At this point the authors raised a very simple question. The easiest and most convincing means of demonstrating that vaccines are actually safe and beneficial with few serious side-effects, would obviously be to conduct a large randomized trial study comparing the total health consequences of vaccinated and unvaccinated individuals, what they call a "Vaccinated vs. Unvaccinated" (VU) study. Yet according to Turtles, no such study has ever been conducted: "It seems inexplicable that VU studies have not been initiated by the vaccine establishment for so many years."

Indeed, there already exist substantial populations such as the Amish which forego vaccinations and whose health outcomes could easily be compared with a matched control group of the general, fully-vaccinated public, and Turtles notes some disturbing indications in this regard. A journalistic investigation found that the rate of autism in the Amish was just a small fraction of that in the general population, and the same condition was non-existent in unvaccinated Ethiopian-born children in Israel, while their fully-vaccinated Israeli-born siblings showed normal levels. A similar pattern occurred with Somali immigrant families to both Minnesota and Sweden. Given that those autism-vaccine concerns have for years been such a flashpoint among anti-vaccine activists, it does seem quite suspicious that the public health authorities have been unwilling to respond with a large-scale VU study to conclusively settle the issue.

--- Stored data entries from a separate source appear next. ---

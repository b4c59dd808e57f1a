// SPDX-FileCopyrightText: Copyright © 2020-2024 Serpent OS Developers
//
// SPDX-License-Identifier: MPL-2.0

use std::path::PathBuf;

use clap::Args;

use crate::cli::{emit_json, init::resolve_dir, Error, Global};

#[derive(Debug, Args)]
pub struct Command {
    /// Consumer directory. Defaults to the current directory.
    #[arg(long)]
    pub dir: Option<PathBuf>,
}

pub async fn handle(command: Command, global: Global, plunk: &plunk_core::Plunk) -> Result<(), Error> {
    let dir = resolve_dir(command.dir)?;
    let links = plunk.list(&dir).await;

    if !global.json {
        if links.is_empty() {
            println!("no packages linked in {}", dir.display());
        }
        for (name, link) in &links {
            println!("{name}@{} via {}", link.version, link.package_manager);
        }
    }

    let json_links: serde_json::Map<String, serde_json::Value> = links
        .iter()
        .map(|(name, link)| {
            (
                name.clone(),
                serde_json::json!({
                    "version": link.version,
                    "contentHash": link.content_hash,
                    "linkedAt": link.linked_at.to_rfc3339(),
                    "sourcePath": link.source_path,
                    "packageManager": link.package_manager,
                    "buildId": link.build_id,
                }),
            )
        })
        .collect();
    emit_json(global, serde_json::Value::Object(json_links))
}
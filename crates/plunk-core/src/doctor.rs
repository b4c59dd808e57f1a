// SPDX-FileCopyrightText: Copyright © 2020-2024 Serpent OS Developers
//
// SPDX-License-Identifier: MPL-2.0

//! `doctor`: a read-only diagnostic sweep over the store and registry,
//! surfacing problems `clean` would otherwise fix silently or that need
//! a human decision (a consumer directory that vanished, a dangling
//! registration with no matching link).

use crate::{Error, Plunk};

#[derive(Debug, Clone, Default)]
pub struct DoctorReport {
    pub issues: Vec<String>,
    pub store_entries_checked: usize,
}

impl Plunk {
    pub async fn doctor(&self) -> Result<DoctorReport, Error> {
        let mut issues = Vec::new();

        if !self.home.root().is_dir() {
            issues.push(format!("home root {:?} does not exist", self.home.root()));
        }
        if !self.home.store_root().is_dir() {
            issues.push(format!("store root {:?} does not exist", self.home.store_root()));
        }

        let entries = self.store.list_store_entries().await?;
        for entry in &entries {
            if entry.meta.content_hash.is_empty() {
                issues.push(format!("{}@{} has an empty content hash", entry.name, entry.version));
            }
            if !entry.package_dir.is_dir() {
                issues.push(format!("{}@{} is missing its package directory", entry.name, entry.version));
            }
        }

        let mut checked_names: std::collections::HashSet<&str> = std::collections::HashSet::new();
        for entry in &entries {
            if !checked_names.insert(&entry.name) {
                continue;
            }
            for consumer_dir in self.tracker.get_consumers(&entry.name).await {
                if !consumer_dir.is_dir() {
                    issues.push(format!("{} is registered for a consumer directory that no longer exists: {consumer_dir:?}", entry.name));
                    continue;
                }
                if self.tracker.get_link(&consumer_dir, &entry.name).await.is_none() {
                    issues.push(format!("{} is registered for {consumer_dir:?} but has no link entry there", entry.name));
                }
            }
        }

        Ok(DoctorReport { issues, store_entries_checked: entries.len() })
    }
}
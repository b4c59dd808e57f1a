// SPDX-FileCopyrightText: Copyright © 2020-2024 Serpent OS Developers
//
// SPDX-License-Identifier: MPL-2.0

//! Publish then fan out an incremental re-inject to every registered
//! consumer, with bounded concurrency. The filesystem watcher (`watch`
//! module) drives this on every debounced source change.

pub mod watch;

use std::{path::Path, time::Duration};

use thiserror::Error;

/// Consumer fan-out concurrency, per the push/consumer-injection budget.
const FAN_OUT_CONCURRENCY: usize = 4;

#[derive(Debug, Error)]
pub enum Error {
    #[error(transparent)]
    Publish(#[from] plunk_publish::Error),
    #[error(transparent)]
    Store(#[from] plunk_store::Error),
    #[error(transparent)]
    Tracker(#[from] plunk_tracker::Error),
    #[error("published entry for {0}@{1} is missing from the store immediately after publish")]
    MissingStoreEntry(String, String),
}

#[derive(Debug, Clone, Copy, Default)]
pub struct PushOptions {
    pub run_scripts: bool,
    pub force: bool,
}

#[derive(Debug, Clone)]
pub struct ConsumerPushFailure {
    pub consumer_dir: std::path::PathBuf,
    pub message: String,
}

#[derive(Debug, Clone, Default)]
pub struct PushReport {
    pub name: String,
    pub version: String,
    pub skipped: bool,
    pub pushed: usize,
    pub failed: usize,
    pub files_changed: usize,
    pub files_unchanged: usize,
    pub elapsed: Duration,
    pub failures: Vec<ConsumerPushFailure>,
}

pub struct PushEngine {
    publisher: plunk_publish::Publisher,
    tracker: plunk_tracker::Tracker,
    injector: plunk_injector::Injector,
}

impl PushEngine {
    pub fn new(home: plunk_paths::Home, fs: std::sync::Arc<plunk_fs::Fs>) -> Self {
        let publisher = plunk_publish::Publisher::new(home.clone(), fs.clone());
        let tracker = plunk_tracker::Tracker::new(home, fs.clone());
        let injector = plunk_injector::Injector::new(fs);
        Self { publisher, tracker, injector }
    }

    pub async fn do_push(&self, package_dir: &Path, options: PushOptions) -> Result<PushReport, Error> {
        let started = std::time::Instant::now();

        let publish_options = plunk_publish::PublishOptions { allow_private: true, run_scripts: options.run_scripts, force: options.force };
        let published = self.publisher.publish(package_dir, publish_options).await?;

        if published.skipped {
            return Ok(PushReport { name: published.name, version: published.version, skipped: true, elapsed: started.elapsed(), ..Default::default() });
        }

        let entry = self
            .publisher
            .store()
            .get_store_entry(&published.name, &published.version)
            .await
            .ok_or_else(|| Error::MissingStoreEntry(published.name.clone(), published.version.clone()))?;

        let consumers = self.tracker.get_consumers(&published.name).await;

        let results: Vec<ConsumerOutcome> = futures_util::stream::iter(consumers)
            .map(|consumer_dir| {
                let entry = entry.clone();
                async move { self.push_to_consumer(&consumer_dir, &entry).await }
            })
            .buffer_unordered(FAN_OUT_CONCURRENCY)
            .collect()
            .await;

        let mut report = PushReport { name: published.name, version: published.version, skipped: false, elapsed: started.elapsed(), ..Default::default() };
        for outcome in results {
            match outcome {
                ConsumerOutcome::Pushed { copied, skipped } => {
                    report.pushed += 1;
                    report.files_changed += copied;
                    report.files_unchanged += skipped;
                }
                ConsumerOutcome::NotLinked => {}
                ConsumerOutcome::Failed { consumer_dir, message } => {
                    report.failed += 1;
                    report.failures.push(ConsumerPushFailure { consumer_dir, message });
                }
            }
        }
        Ok(report)
    }

    /// Inject into one consumer, then always overwrite its link entry
    /// with the fresh hash/build id/timestamp, even if zero files
    /// changed: consumers treat a state-file write as their restart
    /// trigger regardless of copy volume.
    async fn push_to_consumer(&self, consumer_dir: &Path, entry: &plunk_store::StoreEntry) -> ConsumerOutcome {
        let Some(link) = self.tracker.get_link(consumer_dir, &entry.name).await else {
            return ConsumerOutcome::NotLinked;
        };

        let detection = plunk_pm::detect(consumer_dir);
        let package_manager = detection.package_manager;
        let deps_dir = package_manager.deps_dir();

        let inject_result = self
            .injector
            .inject(&entry.package_dir, &entry.name, &entry.version, consumer_dir, deps_dir, &detection)
            .await;

        let (copied, skipped) = match &inject_result {
            Ok(result) => (result.copied, result.skipped),
            Err(e) => return ConsumerOutcome::Failed { consumer_dir: consumer_dir.to_path_buf(), message: e.to_string() },
        };

        let new_link = plunk_tracker::LinkEntry {
            version: entry.version.clone(),
            content_hash: entry.meta.content_hash.clone(),
            linked_at: chrono::Utc::now(),
            source_path: entry.meta.source_path.clone(),
            backup_exists: link.backup_exists,
            package_manager: package_manager.as_str().to_string(),
            build_id: entry.meta.build_id.clone(),
        };
        if let Err(e) = self.tracker.add_link(consumer_dir, &entry.name, new_link).await {
            return ConsumerOutcome::Failed { consumer_dir: consumer_dir.to_path_buf(), message: e.to_string() };
        }

        ConsumerOutcome::Pushed { copied, skipped }
    }
}

use futures_util::StreamExt as _;

enum ConsumerOutcome {
    Pushed { copied: usize, skipped: usize },
    NotLinked,
    Failed { consumer_dir: std::path::PathBuf, message: String },
}

#[cfg(test)]
mod tests {
    use super::*;

    fn write(root: &Path, rel: &str, contents: &str) {
        let path = root.join(rel);
        std::fs::create_dir_all(path.parent().unwrap()).unwrap();
        std::fs::write(path, contents).unwrap();
    }

    #[tokio::test]
    async fn push_fans_out_to_registered_consumers() {
        let home = tempfile::tempdir().unwrap();
        let source = tempfile::tempdir().unwrap();
        write(source.path(), "package.json", r#"{"name": "test-lib", "version": "1.0.0"}"#);
        write(source.path(), "index.js", "v1");

        let consumer = tempfile::tempdir().unwrap();
        write(consumer.path(), "package-lock.json", "{}");

        let home_root = plunk_paths::Home::at(home.path());
        let fs = std::sync::Arc::new(plunk_fs::Fs::new(false));
        let tracker = plunk_tracker::Tracker::new(home_root.clone(), fs.clone());
        tracker.register_consumer("test-lib", consumer.path()).await.unwrap();
        tracker
            .add_link(
                consumer.path(),
                "test-lib",
                plunk_tracker::LinkEntry {
                    version: "0.9.0".to_string(),
                    content_hash: "sha256v2:stale".to_string(),
                    linked_at: chrono::Utc::now(),
                    source_path: source.path().display().to_string(),
                    backup_exists: false,
                    package_manager: "npm".to_string(),
                    build_id: None,
                },
            )
            .await
            .unwrap();

        let engine = PushEngine::new(home_root, fs);
        let report = engine.do_push(source.path(), PushOptions::default()).await.unwrap();

        assert!(!report.skipped);
        assert_eq!(report.pushed, 1);
        assert_eq!(report.failed, 0);
        assert!(consumer.path().join("node_modules/test-lib/index.js").exists());

        let link = tracker.get_link(consumer.path(), "test-lib").await.unwrap();
        assert_ne!(link.content_hash, "sha256v2:stale");
    }

    #[tokio::test]
    async fn push_skips_unlinked_consumers() {
        let home = tempfile::tempdir().unwrap();
        let source = tempfile::tempdir().unwrap();
        write(source.path(), "package.json", r#"{"name": "test-lib", "version": "1.0.0"}"#);
        write(source.path(), "index.js", "v1");

        let consumer = tempfile::tempdir().unwrap();

        let home_root = plunk_paths::Home::at(home.path());
        let fs = std::sync::Arc::new(plunk_fs::Fs::new(false));
        let tracker = plunk_tracker::Tracker::new(home_root.clone(), fs.clone());
        tracker.register_consumer("test-lib", consumer.path()).await.unwrap();

        let engine = PushEngine::new(home_root, fs);
        let report = engine.do_push(source.path(), PushOptions::default()).await.unwrap();

        assert_eq!(report.pushed, 0);
        assert_eq!(report.failed, 0);
        assert!(!consumer.path().join("node_modules/test-lib").exists());
    }

    #[tokio::test]
    async fn second_push_with_unchanged_content_is_reported_as_skipped() {
        let home = tempfile::tempdir().unwrap();
        let source = tempfile::tempdir().unwrap();
        write(source.path(), "package.json", r#"{"name": "test-lib", "version": "1.0.0"}"#);
        write(source.path(), "index.js", "v1");

        let home_root = plunk_paths::Home::at(home.path());
        let fs = std::sync::Arc::new(plunk_fs::Fs::new(false));
        let engine = PushEngine::new(home_root, fs);

        engine.do_push(source.path(), PushOptions::default()).await.unwrap();
        let second = engine.do_push(source.path(), PushOptions::default()).await.unwrap();
        assert!(second.skipped);
    }
}
// SPDX-FileCopyrightText: Copyright © 2020-2024 Serpent OS Developers
//
// SPDX-License-Identifier: MPL-2.0

//! Content hashing: the deterministic SHA-256 aggregate hash used to
//! identify a publish, the fast xxh3 per-file hash used for incremental
//! copy, and an in-memory content cache for watch-mode re-publishes.

use std::{
    collections::HashMap,
    io::{self, Read},
    path::{Path, PathBuf},
    time::SystemTime,
};

use sha2::{Digest, Sha256};
use xxhash_rust::xxh3::Xxh3;

/// Versioned prefix on every aggregate content hash, so a future hashing
/// scheme can be distinguished from this one.
pub const HASH_PREFIX: &str = "sha256v2:";

const STREAM_THRESHOLD: u64 = 1024 * 1024;

/// One file entry contributing to the aggregate hash: a forward-slash
/// normalized relative path and its bytes.
pub struct FileEntry<'a> {
    pub path: String,
    pub content: &'a [u8],
}

/// Deterministic digest over a sorted sequence of file entries:
/// `path_bytes · NUL · length_u32_le(content) · content`, repeated per
/// file in ascending path order, then SHA-256'd and prefixed with
/// [`HASH_PREFIX`].
///
/// Sorting happens here so callers don't need to pre-sort; hash
/// computation is therefore independent of read order.
pub fn aggregate_content_hash<'a>(entries: impl IntoIterator<Item = FileEntry<'a>>) -> String {
    let mut entries: Vec<_> = entries.into_iter().collect();
    entries.sort_by(|a, b| a.path.cmp(&b.path));

    let mut hasher = Sha256::new();
    for entry in entries {
        hasher.update(entry.path.as_bytes());
        hasher.update([0u8]);
        hasher.update((entry.content.len() as u32).to_le_bytes());
        hasher.update(entry.content);
    }
    format!("{HASH_PREFIX}{}", hex::encode(hasher.finalize()))
}

/// First 8 hex chars after the prefix, used as a short display tag in
/// logs and link entries. Returns the whole string if it is shorter than
/// that (defensive only; real hashes are always long enough).
pub fn build_id(content_hash: &str) -> String {
    let digest = content_hash.strip_prefix(HASH_PREFIX).unwrap_or(content_hash);
    digest.chars().take(8).collect()
}

/// Fast non-cryptographic 64-bit hash of in-memory bytes, used for
/// incremental-copy change detection. Never persisted.
pub fn fast_hash_bytes(bytes: &[u8]) -> u64 {
    xxhash_rust::xxh3::xxh3_64(bytes)
}

/// Fast hash of a file's contents: buffered read for small files,
/// streaming for anything at or above [`STREAM_THRESHOLD`] so a large
/// asset doesn't need to be loaded whole into memory just to compare it.
pub fn fast_hash_file(path: &Path) -> io::Result<u64> {
    let mut file = fs_err::File::open(path)?;
    let len = file.metadata()?.len();

    if len < STREAM_THRESHOLD {
        let mut buf = Vec::with_capacity(len as usize);
        file.read_to_end(&mut buf)?;
        return Ok(fast_hash_bytes(&buf));
    }

    let mut hasher = Xxh3::new();
    let mut buf = [0u8; 64 * 1024];
    loop {
        let n = file.read(&mut buf)?;
        if n == 0 {
            break;
        }
        hasher.update(&buf[..n]);
    }
    Ok(hasher.digest())
}

struct CacheEntry {
    mtime_ms: u128,
    size: u64,
    content: Vec<u8>,
    touched: bool,
}

/// Keyed by absolute path; each entry caches `(mtime_ms, size,
/// content_bytes)` for watch-mode re-publishes so unchanged files aren't
/// re-read from disk on every rebuild. Invalidated on mtime or size
/// mismatch; entries not touched since the last [`ContentCache::evict_untouched`]
/// call are dropped, since that means the path left the current file set.
#[derive(Default)]
pub struct ContentCache {
    entries: HashMap<PathBuf, CacheEntry>,
}

impl ContentCache {
    pub fn new() -> Self {
        Self::default()
    }

    /// Return this file's content, reading from disk only if the cached
    /// entry is absent or stale.
    pub fn get_or_read(&mut self, path: &Path) -> io::Result<&[u8]> {
        let metadata = fs_err::metadata(path)?;
        let mtime_ms = mtime_ms(&metadata);
        let size = metadata.len();

        let stale = match self.entries.get(path) {
            Some(entry) => entry.mtime_ms != mtime_ms || entry.size != size,
            None => true,
        };

        if stale {
            let content = fs_err::read(path)?;
            self.entries.insert(
                path.to_path_buf(),
                CacheEntry { mtime_ms, size, content, touched: true },
            );
        } else if let Some(entry) = self.entries.get_mut(path) {
            entry.touched = true;
        }

        Ok(&self.entries.get(path).expect("just inserted or present").content)
    }

    /// Drop any entry not touched via [`Self::get_or_read`] since the
    /// last call to this method, then reset the touched flags. Call once
    /// per publish/rebuild after resolving the current pack list.
    pub fn evict_untouched(&mut self) {
        self.entries.retain(|_, entry| entry.touched);
        for entry in self.entries.values_mut() {
            entry.touched = false;
        }
    }

    pub fn len(&self) -> usize {
        self.entries.len()
    }

    pub fn is_empty(&self) -> bool {
        self.entries.is_empty()
    }
}

fn mtime_ms(metadata: &std::fs::Metadata) -> u128 {
    metadata
        .modified()
        .ok()
        .and_then(|t| t.duration_since(SystemTime::UNIX_EPOCH).ok())
        .map(|d| d.as_millis())
        .unwrap_or_default()
}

There have been repeated demands for such VU studies but the regular response of the medical establishment has been to dismiss the proposal as unethical, claiming that it would require denying a large group of children access to beneficial vaccinations; but this is obvious nonsense. A non-randomized study could be based upon unvaccinated groups or a retrospective study could use the health history of large numbers of children who had been unvaccinated in the past. Turtles notes that 0.8% of all American children are today completely unvaccinated, thereby providing 30,000 potential subjects in each birth cohort, while in Australia the rate is 1.5%. These would obviously provide large enough numbers to conclusively determine the relative health benefits of vaccinations, so various other doubtful or entirely specious excuses are typically made.

So why has there been such strong opposition to conducting a comprehensive VU study? Turtles offers a simple answer.

There can be only one explanation: The results were markedly in favor of the unvaccinated. [boldface in original]

The authors argue that such studies have indeed almost certainly been quietly conducted, probably many times, but the results have never been made public because they pointed in the wrong direction. After all, the data has been accessible to government authorities for many years and it seems inconceivable that no analysis was ever performed, only that the findings were never released. While I can't be certain that the authors are right, I do think that their deeply cynical suspicion is more likely correct than not.